- _TASK_
Print, exactly as written, every line from the first line of the records below through the line containing "sent on the AC", and nothing further.

- _Records excerpted from a collection_
* * * * * * * * *

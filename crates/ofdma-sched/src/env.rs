//! Narrow query interfaces to the rest of the access point.
//! The scheduler never owns any of this state; it is handed a `SchedEnv` on every call.

use ofdma_core::{
    AcIndex, Aid, BlockAckReqType, BlockAckType, ChannelWidth, DlMuAckSequence, MacAddr, Mpdu, PreambleType, StaHandle,
    Tid, TriggerFrame, TxParams, TxTime, TxVector, UlMuAckSequence,
};

/// Association directory of the BSS
pub trait StationDirectory {
    /// Currently associated stations, ascending by AID
    fn sta_list(&self) -> Vec<StaHandle>;

    /// Largest queue size reported by the station in its buffer status reports.
    /// 255 means unknown, 254 means unbounded, anything else is in units of 256 bytes
    fn max_buffer_status(&self, addr: MacAddr) -> u8;

    fn addr_of(&self, aid: Aid) -> Option<MacAddr> {
        self.sta_list().into_iter().find(|s| s.aid == aid).map(|s| s.addr)
    }
}

/// Per-AC queues and block ack bookkeeping
pub trait MacQueues {
    fn ba_agreement_established(&self, addr: MacAddr, tid: Tid) -> bool;
    fn block_ack_req_type(&self, addr: MacAddr, tid: Tid) -> BlockAckReqType;
    fn block_ack_type(&self, addr: MacAddr, tid: Tid) -> BlockAckType;

    /// Head of line frame for (tid, receiver), without dequeuing it
    fn peek_next_frame(&self, tid: Tid, addr: MacAddr) -> Option<Mpdu>;

    /// Configured TXOP limit of the AC. Zero if the AC does not use TXOPs
    fn txop_limit(&self, ac: AcIndex) -> TxTime;
    fn txop_remaining(&self, ac: AcIndex) -> TxTime;

    /// Ack policy selected for DL MU PPDUs sent on the AC
    fn ack_sequence_for_dl_mu(&self, ac: AcIndex) -> DlMuAckSequence;
    /// Ack policy selected for HE TB PPDUs solicited on the AC
    fn ack_sequence_for_ul_mu(&self, ac: AcIndex) -> UlMuAckSequence;
}

/// Remote station manager
pub trait RateControl {
    /// TX vector rate control would use to send `mpdu` as a SU PPDU
    fn data_tx_vector(&self, mpdu: &Mpdu) -> TxVector;
    fn default_tx_power_level(&self) -> u8;
    /// Channel quality sample for the station, as seen by the AP
    fn channel_quality(&self, addr: MacAddr) -> f64;
    /// UL target RSSI (dBm) to advertise to the station in trigger frames
    fn target_rssi(&self, aid: Aid) -> i8;
}

/// Duration and size calculations owned by the MAC/PHY
pub trait TimingOracle {
    /// True if `mpdu` sent with `tx_vector` respects the size limits and, if given, the duration limit
    fn is_within_size_and_time_limits(&self, mpdu: &Mpdu, tx_vector: &TxVector, duration_limit: Option<TxTime>) -> bool;

    /// Time taken by the ack sequence that follows a PPDU sent with these parameters
    fn response_duration(&self, params: &TxParams, tx_vector: &TxVector, trigger: Option<&TriggerFrame>) -> TxTime;

    /// Time to send `size` bytes. For MU vectors `aid` selects the user
    fn tx_duration(&self, size: u32, tx_vector: &TxVector, aid: Option<Aid>) -> TxTime;

    /// Time to send the trigger frame itself
    fn trigger_tx_duration(&self, trigger: &TriggerFrame) -> TxTime;

    fn ppdu_max_time(&self, preamble: PreambleType) -> TxTime;

    fn he_tb_duration_to_lsig_length(&self, duration: TxTime) -> u16;
    fn lsig_length_to_he_tb_duration(&self, length: u16, tx_vector: &TxVector) -> TxTime;

    /// UL length to put in a MU-BAR so that all solicited BlockAcks fit
    fn ul_length_for_block_acks(&self, trigger: &TriggerFrame, params: &TxParams) -> u16;
}

pub trait PhyInfo {
    fn channel_width(&self) -> ChannelWidth;
    fn guard_interval_ns(&self) -> u16;
}

/// Everything the scheduler needs from its surroundings
pub trait SchedEnv: StationDirectory + MacQueues + RateControl + TimingOracle + PhyInfo {}

impl<T> SchedEnv for T where T: StationDirectory + MacQueues + RateControl + TimingOracle + PhyInfo {}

* * * * * * * * *

- _YOUR RESPONSE_
filename crates/ofdma-sched/src/env.rs
//! Narrow query interfaces to the rest of the access point.
//! The scheduler never owns any of this state; it is handed a `SchedEnv` on every call.

use ofdma_core::{
    AcIndex, Aid, BlockAckReqType, BlockAckType, ChannelWidth, DlMuAckSequence, MacAddr, Mpdu, PreambleType, StaHandle,
    Tid, TriggerFrame, TxParams, TxTime, TxVector, UlMuAckSequence,
};

/// Association directory of the BSS
pub trait StationDirectory {
    /// Currently associated stations, ascending by AID
    fn sta_list(&self) -> Vec<StaHandle>;

    /// Largest queue size reported by the station in its buffer status reports.
    /// 255 means unknown, 254 means unbounded, anything else is in units of 256 bytes
    fn max_buffer_status(&self, addr: MacAddr) -> u8;

    fn addr_of(&self, aid: Aid) -> Option<MacAddr> {
        self.sta_list().into_iter().find(|s| s.aid == aid).map(|s| s.addr)
    }
}

/// Per-AC queues and block ack bookkeeping
pub trait MacQueues {
    fn ba_agreement_established(&self, addr: MacAddr, tid: Tid) -> bool;
    fn block_ack_req_type(&self, addr: MacAddr, tid: Tid) -> BlockAckReqType;
    fn block_ack_type(&self, addr: MacAddr, tid: Tid) -> BlockAckType;

    /// Head of line frame for (tid, receiver), without dequeuing it
    fn peek_next_frame(&self, tid: Tid, addr: MacAddr) -> Option<Mpdu>;

    /// Configured TXOP limit of the AC. Zero if the AC does not use TXOPs
    fn txop_limit(&self, ac: AcIndex) -> TxTime;
    fn txop_remaining(&self, ac: AcIndex) -> TxTime;

    /// Ack policy selected for DL MU PPDUs sent on the AC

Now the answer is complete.